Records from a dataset
_ _ _ _
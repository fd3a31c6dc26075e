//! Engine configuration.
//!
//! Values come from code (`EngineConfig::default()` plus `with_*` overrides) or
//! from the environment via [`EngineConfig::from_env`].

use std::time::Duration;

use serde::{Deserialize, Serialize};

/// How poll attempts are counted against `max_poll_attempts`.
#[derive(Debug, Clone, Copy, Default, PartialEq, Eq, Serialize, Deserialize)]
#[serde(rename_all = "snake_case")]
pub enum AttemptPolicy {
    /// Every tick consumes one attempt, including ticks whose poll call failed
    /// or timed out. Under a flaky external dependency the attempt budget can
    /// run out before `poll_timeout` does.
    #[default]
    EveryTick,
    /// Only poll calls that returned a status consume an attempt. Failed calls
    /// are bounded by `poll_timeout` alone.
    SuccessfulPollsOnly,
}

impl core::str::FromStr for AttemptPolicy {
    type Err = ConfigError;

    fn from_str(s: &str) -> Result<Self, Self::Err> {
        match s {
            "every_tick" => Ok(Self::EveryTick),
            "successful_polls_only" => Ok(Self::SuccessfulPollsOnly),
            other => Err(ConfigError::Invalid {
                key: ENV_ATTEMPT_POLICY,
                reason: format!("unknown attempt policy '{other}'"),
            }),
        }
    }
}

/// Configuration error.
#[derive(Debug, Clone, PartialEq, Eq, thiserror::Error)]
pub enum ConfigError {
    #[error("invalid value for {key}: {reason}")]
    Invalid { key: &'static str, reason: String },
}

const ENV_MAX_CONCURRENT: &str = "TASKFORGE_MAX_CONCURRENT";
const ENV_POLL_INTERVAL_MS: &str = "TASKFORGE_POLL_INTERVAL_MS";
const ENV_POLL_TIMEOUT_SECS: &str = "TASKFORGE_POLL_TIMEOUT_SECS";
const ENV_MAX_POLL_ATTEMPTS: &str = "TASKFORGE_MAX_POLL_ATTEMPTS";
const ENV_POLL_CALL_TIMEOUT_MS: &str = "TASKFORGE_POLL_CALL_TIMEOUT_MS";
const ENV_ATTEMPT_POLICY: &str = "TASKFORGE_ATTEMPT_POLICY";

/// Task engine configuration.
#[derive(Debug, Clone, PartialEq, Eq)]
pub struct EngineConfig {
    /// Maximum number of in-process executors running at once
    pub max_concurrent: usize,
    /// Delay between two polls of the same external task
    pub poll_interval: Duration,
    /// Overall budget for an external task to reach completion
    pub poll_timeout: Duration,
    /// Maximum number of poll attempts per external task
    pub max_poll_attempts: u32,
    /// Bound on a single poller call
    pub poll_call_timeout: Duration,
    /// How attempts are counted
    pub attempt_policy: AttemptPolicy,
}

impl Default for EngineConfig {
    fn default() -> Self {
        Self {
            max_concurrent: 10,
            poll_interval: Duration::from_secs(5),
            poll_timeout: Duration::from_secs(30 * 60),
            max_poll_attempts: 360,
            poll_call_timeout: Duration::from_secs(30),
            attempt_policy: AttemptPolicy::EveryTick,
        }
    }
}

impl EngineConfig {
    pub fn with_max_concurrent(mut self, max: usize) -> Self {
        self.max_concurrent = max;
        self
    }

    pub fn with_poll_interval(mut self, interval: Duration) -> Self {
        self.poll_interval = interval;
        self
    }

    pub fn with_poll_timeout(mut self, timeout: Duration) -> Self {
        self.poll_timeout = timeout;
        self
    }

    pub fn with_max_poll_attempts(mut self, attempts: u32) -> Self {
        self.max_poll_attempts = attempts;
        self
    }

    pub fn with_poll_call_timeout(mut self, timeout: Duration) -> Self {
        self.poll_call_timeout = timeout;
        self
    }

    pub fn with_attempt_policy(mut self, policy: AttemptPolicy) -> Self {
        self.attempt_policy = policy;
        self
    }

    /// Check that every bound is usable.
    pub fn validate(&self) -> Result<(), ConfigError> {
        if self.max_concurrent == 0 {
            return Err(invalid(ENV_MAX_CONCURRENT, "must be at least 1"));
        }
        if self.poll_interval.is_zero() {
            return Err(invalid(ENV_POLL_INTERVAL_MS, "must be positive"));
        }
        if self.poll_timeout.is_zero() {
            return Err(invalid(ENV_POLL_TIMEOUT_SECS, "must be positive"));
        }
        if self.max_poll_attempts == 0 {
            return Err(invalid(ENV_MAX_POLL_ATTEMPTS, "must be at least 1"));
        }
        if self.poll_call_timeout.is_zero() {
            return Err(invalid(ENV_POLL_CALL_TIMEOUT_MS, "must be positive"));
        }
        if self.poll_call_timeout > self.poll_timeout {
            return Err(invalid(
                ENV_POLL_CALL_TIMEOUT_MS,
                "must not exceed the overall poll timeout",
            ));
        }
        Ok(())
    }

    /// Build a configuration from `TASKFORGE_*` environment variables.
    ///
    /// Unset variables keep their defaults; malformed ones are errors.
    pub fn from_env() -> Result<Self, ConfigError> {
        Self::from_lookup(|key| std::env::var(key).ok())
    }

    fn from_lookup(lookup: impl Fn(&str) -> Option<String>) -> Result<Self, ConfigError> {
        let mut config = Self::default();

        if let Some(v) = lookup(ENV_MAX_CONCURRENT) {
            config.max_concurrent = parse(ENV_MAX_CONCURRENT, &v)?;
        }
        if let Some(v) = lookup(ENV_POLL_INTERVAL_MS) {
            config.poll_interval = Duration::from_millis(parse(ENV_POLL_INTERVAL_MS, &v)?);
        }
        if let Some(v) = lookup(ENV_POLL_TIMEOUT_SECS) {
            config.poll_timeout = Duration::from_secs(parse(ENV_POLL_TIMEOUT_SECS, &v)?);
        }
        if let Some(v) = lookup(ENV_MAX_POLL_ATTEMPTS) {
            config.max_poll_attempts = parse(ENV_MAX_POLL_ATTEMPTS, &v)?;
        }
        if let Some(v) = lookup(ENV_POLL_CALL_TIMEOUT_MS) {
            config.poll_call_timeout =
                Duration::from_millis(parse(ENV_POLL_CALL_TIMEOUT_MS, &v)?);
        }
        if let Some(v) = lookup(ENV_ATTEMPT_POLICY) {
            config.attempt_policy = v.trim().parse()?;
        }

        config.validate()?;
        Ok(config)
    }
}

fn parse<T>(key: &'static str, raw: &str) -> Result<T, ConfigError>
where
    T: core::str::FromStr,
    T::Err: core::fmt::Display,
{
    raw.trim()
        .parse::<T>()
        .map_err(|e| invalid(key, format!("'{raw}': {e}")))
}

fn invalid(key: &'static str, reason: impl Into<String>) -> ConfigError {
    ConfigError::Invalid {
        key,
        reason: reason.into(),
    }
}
_ _ _ _
All of the entries must be quoted exactly; please include each one.

YOUR SOLUTION:
repository fd3a31c6dc26075e
//! Engine configuration.
//!
//! Values come from code (`EngineConfig::default()` plus `with_*` overrides) or
//! from the environment via [`EngineConfig::from_env`].

use std::time::Duration;

use serde::{Deserialize, Serialize};

/// How poll attempts are counted against `max_poll_attempts`.
#[derive(Debug, Clone, Copy, Default, PartialEq, Eq, Serialize, Deserialize)]
#[serde(rename_all = "snake_case")]
pub enum AttemptPolicy {
    /// Every tick consumes one attempt, including ticks whose poll call failed
    /// or timed out. Under a flaky external dependency the attempt budget can
    /// run out before `poll_timeout` does.
    #[default]
    EveryTick,
    /// Only poll calls that returned a status consume an attempt. Failed calls
    /// are bounded by `poll_timeout` alone.
    SuccessfulPollsOnly,
}

impl core::str::FromStr for AttemptPolicy {
    type Err = ConfigError;

    fn from_str(s: &str) -> Result<Self, Self::Err> {
        match s {
            "every_tick" => Ok(Self::EveryTick),
            "successful_polls_only" => Ok(Self::SuccessfulPollsOnly),
            other => Err(ConfigError::Invalid {
                key: ENV_ATTEMPT_POLICY,
                reason: format!("unknown attempt policy '{other}'"),
            }),
        }
    }
}

/// Configuration error.
#[derive(Debug, Clone, PartialEq, Eq, thiserror::Error)]
pub enum ConfigError {
    #[error("invalid value for {key}: {reason}")]
    Invalid { key: &'static str, reason: String },
}

const ENV_MAX_CONCURRENT: &str = "TASKFORGE_MAX_CONCURRENT";
const ENV_POLL_INTERVAL_MS: &str = "TASKFORGE_POLL_INTERVAL_MS";
const ENV_POLL_TIMEOUT_SECS: &str = "TASKFORGE_POLL_TIMEOUT_SECS";
const ENV_MAX_POLL_ATTEMPTS: &str = "TASKFORGE_MAX_POLL_ATTEMPTS";
const ENV_POLL_CALL_TIMEOUT_MS: &str = "TASKFORGE_POLL_CALL_TIMEOUT_MS";
const ENV_ATTEMPT_POLICY: &str = "TASKFORGE_ATTEMPT_POLICY";

/// Task engine configuration.
#[derive(Debug, Clone, PartialEq, Eq)]
pub struct EngineConfig {
    /// Maximum number of in-process executors running at once
    pub max_concurrent: usize,
    /// Delay between two polls of the same external task
    pub poll_interval: Duration,
    /// Overall budget for an external task to reach completion
    pub poll_timeout: Duration,
    /// Maximum number of poll attempts per external task
    pub max_poll_attempts: u32,
    /// Bound on a single poller call
    pub poll_call_timeout: Duration,
    /// How attempts are counted
    pub attempt_policy: AttemptPolicy,
}

impl Default for EngineConfig {
    fn default() -> Self {
        Self {
            max_concurrent: 10,
            poll_interval: Duration::from_secs(5),
            poll_timeout: Duration::from_secs(30 * 60),
            max_poll_attempts: 360,
            poll_call_timeout: Duration::from_secs(30),
            attempt_policy: AttemptPolicy::EveryTick,
        }
    }
}

impl EngineConfig {
    pub fn with_max_concurrent(mut self, max: usize) -> Self {
        self.max_concurrent = max;
        self
    }

    pub fn with_poll_interval(mut self, interval: Duration) -> Self {
        self.poll_interval = interval;
        self
    }

    pub fn with_poll_timeout(mut self, timeout: Duration) -> Self {
        self.poll_timeout = timeout;
        self
    }

    pub fn with_max_poll_attempts(mut self, attempts: u32) -> Self {
        self.max_poll_attempts = attempts;
        self
    }

    pub fn with_poll_call_timeout(mut self, timeout: Duration) -> Self {
        self.poll_call_timeout = timeout;
        self
    }

    pub fn with_attempt_policy(mut self, policy: AttemptPolicy) -> Self {
        self.attempt_policy = policy;
        self
    }

    /// Check that every bound is usable.
    pub fn validate(&self) -> Result<(), ConfigError> {
        if self.max_concurrent == 0 {
            return Err(invalid(ENV_MAX_CONCURRENT, "must be at least 1"));
        }
        if self.poll_interval.is_zero() {
            return Err(invalid(ENV_POLL_INTERVAL_MS, "must be positive"));
        }
        if self.poll_timeout.is_zero() {
            return Err(invalid(ENV_POLL_TIMEOUT_SECS, "must be positive"));
        }
        if self.max_poll_attempts == 0 {
            return Err(invalid(ENV_MAX_POLL_ATTEMPTS, "must be at least 1"));
        }
        if self.poll_call_timeout.is_zero() {
            return Err(invalid(ENV_POLL_CALL_TIMEOUT_MS, "must be positive"));
        }
        if self.poll_call_timeout > self.poll_timeout {
            return Err(invalid(
                ENV_POLL_CALL_TIMEOUT_MS,
                "must not exceed the overall poll timeout",
            ));
        }
        Ok(())
    }

    /// Build a configuration from `TASKFORGE_*` environment variables.
    ///
    /// Unset variables keep their defaults; malformed ones are errors.
    pub fn from_env() -> Result<Self, ConfigError> {
        Self::from_lookup(|key| std::env::var(key).ok())
    }

    fn from_lookup(lookup: impl Fn(&str) -> Option<String>) -> Result<Self, ConfigError> {
        let mut config = Self::default();

        if let Some(v) = lookup(ENV_MAX_CONCURRENT) {
            config.max_concurrent = parse(ENV_MAX_CONCURRENT, &v)?;
        }
        if let Some(v) = lookup(ENV_POLL_INTERVAL_MS) {
            config.poll_interval = Duration::from_millis(parse(ENV_POLL_INTERVAL_MS, &v)?);
        }
        if let Some(v) = lookup(ENV_POLL_TIMEOUT_SECS) {
            config.poll_timeout = Duration::from_secs(parse(ENV_POLL_TIMEOUT_SECS, &v)?);
        }
        if let Some(v) = lookup(ENV_MAX_POLL_ATTEMPTS) {
            config.max_poll_attempts = parse(ENV_MAX_POLL_ATTEMPTS, &v)?;
        }
        if let Some(v) = lookup(ENV_POLL_CALL_TIMEOUT_MS) {
            config.poll_call_timeout =
                Duration::from_millis(parse(ENV_POLL_CALL_TIMEOUT_MS, &v)?);
        }
        if let Some(v) = lookup(ENV_ATTEMPT_POLICY) {
            config.attempt_policy = v.trim().parse()?;
        }

        config.validate()?;
        Ok(config)
    }
}

fn parse<T>(key: &'static str, raw: &str) -> Result<T, ConfigError>
where
    T: core::str::FromStr,
    T::Err: core::fmt::Display,
{
    raw.trim()
        .parse::<T>()
        .map_err(|e| invalid(key, format!("'{raw}': {e}")))
}

fn invalid(key: &'static str, reason: impl Into<String>) -> ConfigError {
    ConfigError::Invalid {
        key,
        reason: reason.into(),
    }
}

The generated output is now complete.